WHAT YOU SHOULD DO » In the data below, the answer is the run of lines from the line containing "while let Some(ch)" through the line containing "self.out.push(ch);", both included; print it exactly and nothing else.

Dataset excerpts
++++
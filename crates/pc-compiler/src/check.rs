//! Condition list diagnostics

use std::fmt;

use pc_core::condition::bypass::BypassHost;
use pc_core::{Analysis, Condition, ConditionError};

/// What is wrong with a condition.
#[derive(Debug, Clone, PartialEq, Eq)]
pub enum ProblemKind {
    /// Analysis failed
    Invalid(ConditionError),
    /// The pattern did not compile and the condition never matches
    BrokenPattern,
    /// The range is inverted or empty and the condition never matches
    EmptyRange,
}

#[derive(Debug, Clone, PartialEq, Eq)]
pub struct Problem {
    /// Position in the checked slice
    pub index: usize,
    /// Text form of the condition
    pub condition: String,
    pub kind: ProblemKind,
}

impl fmt::Display for Problem {
    fn fmt(&self, f: &mut fmt::Formatter<'_>) -> fmt::Result {
        write!(f, "#{} {:?}: ", self.index + 1, self.condition)?;
        match &self.kind {
            ProblemKind::Invalid(e) => write!(f, "{}", e),
            ProblemKind::BrokenPattern => f.write_str("invalid pattern, never matches"),
            ProblemKind::EmptyRange => f.write_str("empty range, never matches"),
        }
    }
}

/// Analyze every condition and report the ones that are invalid or can
/// never match.
pub fn check_conditions(conditions: &[Condition]) -> Vec<Problem> {
    conditions
        .iter()
        .enumerate()
        .filter_map(|(index, condition)| {
            let kind = match condition.analyze() {
                Err(e) => Some(ProblemKind::Invalid(e)),
                Ok(record) => problem_of(record.analysis()),
            }?;
            Some(Problem {
                index,
                condition: condition.to_string(),
                kind,
            })
        })
        .collect()
}

fn problem_of(analysis: &Analysis) -> Option<ProblemKind> {
    let broken = match analysis {
        Analysis::Url(regex) | Analysis::Host(regex) => regex.is_never(),
        Analysis::Bypass(bypass) => {
            matches!(&bypass.host, BypassHost::Pattern(regex) if regex.is_never())
                || bypass.url.as_ref().is_some_and(|url| url.is_never())
        }
        _ => false,
    };
    if broken {
        return Some(ProblemKind::BrokenPattern);
    }

    let empty = match analysis {
        Analysis::HostLevels { min, max } => min > max,
        Analysis::Time { start, end } => start > end,
        Analysis::Weekday(weekday) => weekday.days.is_empty(),
        _ => false,
    };
    empty.then_some(ProblemKind::EmptyRange)
}
impl Translator {
    fn new(source: &str) -> Self {
        let chars: Vec<char> = source.chars().collect();
        let (captures, named) = count_captures(&chars);
        Self {
            chars,
            pos: 0,
            out: String::with_capacity(source.len() * 2),
            captures,
            named,
        }
    }

    fn peek(&self) -> Option<char> {
        self.chars.get(self.pos).copied()
    }

    fn bump(&mut self) -> Option<char> {
        let ch = self.peek()?;
        self.pos += 1;
        Some(ch)
    }

    fn eat(&mut self, expected: &str) -> bool {
        let len = expected.chars().count();
        let found = self
            .chars
            .get(self.pos..self.pos + len)
            .is_some_and(|window| window.iter().copied().eq(expected.chars()));
        if found {
            self.pos += len;
        }
        found
    }

    fn run(mut self) -> Result<String, ScriptRegexError> {
        let mut depth = 0usize;
        while let Some(ch) = self.bump() {
            let start = self.pos - 1;
            match ch {
                '\\' => self.escape(start)?,
                '[' => self.class()?,
                '(' => {
                    self.group(start)?;
                    depth += 1;
                }
                ')' => {
                    depth = depth.checked_sub(1).ok_or(ScriptRegexError::UnbalancedGroup)?;
                    self.out.push(')');
                }
                '.' => push_ranges(&mut self.out, &complement(LINE_TERMINATOR)),
                '*' | '+' | '?' => {
                    self.out.push(ch);
                    self.quantifier_suffix()?;
                }
                '{' => match brace_quantifier_len(&self.chars, start) {
                    Some(len) => {
                        self.out.extend(&self.chars[start..start + len]);
                        self.pos = start + len;
                        self.quantifier_suffix()?;
                    }
                    None => self.out.push_str(r"\{"),
                },
                '}' => self.out.push_str(r"\}"),
                ']' => self.out.push_str(r"\]"),
                _ => self.out.push(ch),
            }
        }
        if depth > 0 {
            return Err(ScriptRegexError::UnbalancedGroup);
        }
        Ok(self.out)
    }

    /// Lazy marker after a quantifier; a second quantifier is an error,
    /// which also rules out possessive `*+`.
    fn quantifier_suffix(&mut self) -> Result<(), ScriptRegexError> {
        if self.peek() == Some('?') {
            self.pos += 1;
            self.out.push('?');
        }
        let repeated = match self.peek() {
            Some('*' | '+' | '?') => true,
            Some('{') => brace_quantifier_len(&self.chars, self.pos).is_some(),
            _ => false,
        };
        if repeated {
            return Err(ScriptRegexError::NothingToRepeat(self.pos));
        }
        Ok(())
    }

    fn group(&mut self, start: usize) -> Result<(), ScriptRegexError> {
        if self.peek() != Some('?') {
            self.out.push('(');
            return Ok(());
        }
        for prefix in ["?:", "?=", "?!", "?<=", "?<!"] {
            if self.eat(prefix) {
                self.out.push('(');
                self.out.push_str(prefix);
                return Ok(());
            }
        }
        if self.eat("?<") {
            let name = self
                .group_name()
                .ok_or(ScriptRegexError::InvalidGroupName(start))?;
            self.out.push_str("(?<");
            self.out.push_str(&name);
            self.out.push('>');
            return Ok(());
        }
        Err(ScriptRegexError::UnsupportedGroup(start))
    }

    /// Name up to and including the closing `>`.
    fn group_name(&mut self) -> Option<String> {
        let mut name = String::new();
        loop {
            match self.bump()? {
                '>' if !name.is_empty() => return Some(name),
                ch if ch == '_' || ch.is_ascii_alphabetic() => name.push(ch),
                ch if ch.is_ascii_digit() && !name.is_empty() => name.push(ch),
                _ => return None,
            }
        }
    }

    fn escape(&mut self, start: usize) -> Result<(), ScriptRegexError> {
        let ch = self.bump().ok_or(ScriptRegexError::TrailingBackslash)?;
        if let Some(set) = class_escape(ch) {
            push_ranges(&mut self.out, &set);
            return Ok(());
        }
        match ch {
            'b' => self.out.push_str(WORD_BOUNDARY),
            'B' => self.out.push_str(NOT_WORD_BOUNDARY),
            '1'..='9' => match self.backreference(start) {
                Some(group) => self.out.push_str(&format!(r"(?:\{})", group)),
                None => {
                    let literal = self.char_escape(ch, start)?;
                    push_char(&mut self.out, literal);
                }
            },
            'k' if self.named => {
                let name = if self.eat("<") { self.group_name() } else { None };
                let name = name.ok_or(ScriptRegexError::InvalidEscape(start))?;
                self.out.push_str(&format!(r"\k<{}>", name));
            }
            _ => {
                let literal = self.char_escape(ch, start)?;
                push_char(&mut self.out, literal);
            }
        }
        Ok(())
    }

    /// Decimal escape naming an existing group. Anything else falls back
    /// to an octal or identity escape.
    fn backreference(&mut self, start: usize) -> Option<usize> {
        let digits = self.chars[start + 1..]
            .iter()
            .take_while(|ch| ch.is_ascii_digit())
            .count();
        let group: usize = self.chars[start + 1..start + 1 + digits]
            .iter()
            .collect::<String>()
            .parse()
            .ok()?;
        if group > self.captures {
            return None;
        }
        self.pos = start + 1 + digits;
        Some(group)
    }

    /// Escapes standing for one character, valid inside and outside classes.
    fn char_escape(&mut self, ch: char, start: usize) -> Result<char, ScriptRegexError> {
        let literal = match ch {
            'n' => '\n',
            'r' => '\r',
            't' => '\t',
            'f' => '\u{0C}',
            'v' => '\u{0B}',
            '0'..='7' => self.octal(ch),
            'x' => match self.hex(2) {
                Some(value) => char::from_u32(value).ok_or(ScriptRegexError::InvalidEscape(start))?,
                None => 'x',
            },
            'u' => match self.hex(4) {
                Some(value) => self.utf16_unit(value, start)?,
                None => 'u',
            },
            'c' => match self.peek() {
                Some(letter) if letter.is_ascii_alphabetic() => {
                    self.pos += 1;
                    char::from(letter as u8 % 32)
                }
                // A lone `\c` is a backslash followed by a plain `c`.
                _ => {
                    self.pos -= 1;
                    '\\'
                }
            },
            other => other,
        };
        Ok(literal)
    }

    fn octal(&mut self, first: char) -> char {
        let mut value = first.to_digit(8).unwrap_or(0);
        let max_len = if value <= 3 { 3 } else { 2 };
        for _ in 1..max_len {
            match self.peek().and_then(|ch| ch.to_digit(8)) {
                Some(digit) => {
                    value = value * 8 + digit;
                    self.pos += 1;
                }
                None => break,
            }
        }
        char::from(value as u8)
    }

    fn hex(&mut self, len: usize) -> Option<u32> {
        let digits = self.chars.get(self.pos..self.pos + len)?;
        let mut value = 0;
        for ch in digits {
            value = value * 16 + ch.to_digit(16)?;
        }
        self.pos += len;
        Some(value)
    }

    /// `\uHHHH`, joining a surrogate pair written as two escapes.
    fn utf16_unit(&mut self, unit: u32, start: usize) -> Result<char, ScriptRegexError> {
        if !(SURROGATES.0..=SURROGATES.1).contains(&unit) {
            return char::from_u32(unit).ok_or(ScriptRegexError::InvalidEscape(start));
        }
        let resume = self.pos;
        if unit < 0xDC00 && self.eat("\\u") {
            if let Some(low @ 0xDC00..=0xDFFF) = self.hex(4) {
                let code = 0x10000 + ((unit - 0xD800) << 10) + (low - 0xDC00);
                return char::from_u32(code).ok_or(ScriptRegexError::InvalidEscape(start));
            }
        }
        self.pos = resume;
        Err(ScriptRegexError::InvalidEscape(start))
    }

    fn class(&mut self) -> Result<(), ScriptRegexError> {
        let negated = self.eat("^");
        let mut ranges = Vec::new();
        loop {
            let start = self.pos;
            let first = match self.bump() {
                None => return Err(ScriptRegexError::UnterminatedClass),
                Some(']') => break,
                Some(ch) => self.class_atom(ch, start)?,
            };

            let is_range = self.peek() == Some('-')
                && self.chars.get(self.pos + 1).is_some_and(|next| *next != ']');
            if !is_range {
                first.add_to(&mut ranges);
                continue;
            }

            self.pos += 1;
            let at = self.pos;
            let ch = self.bump().ok_or(ScriptRegexError::UnterminatedClass)?;
            match (first, self.class_atom(ch, at)?) {
                (ClassAtom::Char(low), ClassAtom::Char(high)) => {
                    if low > high {
                        return Err(ScriptRegexError::RangeOutOfOrder(start));
                    }
                    ranges.push((low as u32, high as u32));
                }
                // A set next to `-` leaves the dash literal.
                (low, high) => {
                    low.add_to(&mut ranges);
                    ranges.push(('-' as u32, '-' as u32));
                    high.add_to(&mut ranges);
                }
            }
        }

        let ranges = if negated {
            complement(&ranges)
        } else {
            normalize(ranges)
        };
        push_ranges(&mut self.out, &ranges);
        Ok(())
    }

    fn class_atom(&mut self, ch: char, start: usize) -> Result<ClassAtom, ScriptRegexError> {
        if ch != '\\' {
            return Ok(ClassAtom::Char(ch));
        }
        let escaped = self.bump().ok_or(ScriptRegexError::UnterminatedClass)?;
        if let Some(set) = class_escape(escaped) {
            return Ok(ClassAtom::Set(set));
        }
        // Inside a class `\b` is a backspace.
        if escaped == 'b' {
            return Ok(ClassAtom::Char('\u{08}'));
        }
        Ok(ClassAtom::Char(self.char_escape(escaped, start)?))
    }
}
++++
RESPONSE AREA »
        while let Some(ch) = self.bump() {
            let start = self.pos - 1;
            match ch {
                '\\' => self.escape(start)?,
                '[' => self.class()?,
                '(' => {
                    self.group(start)?;
                    depth += 1;
                }
                ')' => {
                    depth = depth.checked_sub(1).ok_or(ScriptRegexError::UnbalancedGroup)?;
                    self.out.push(')');
                }
                '.' => push_ranges(&mut self.out, &complement(LINE_TERMINATOR)),
                '*' | '+' | '?' => {
                    self.out.push(ch);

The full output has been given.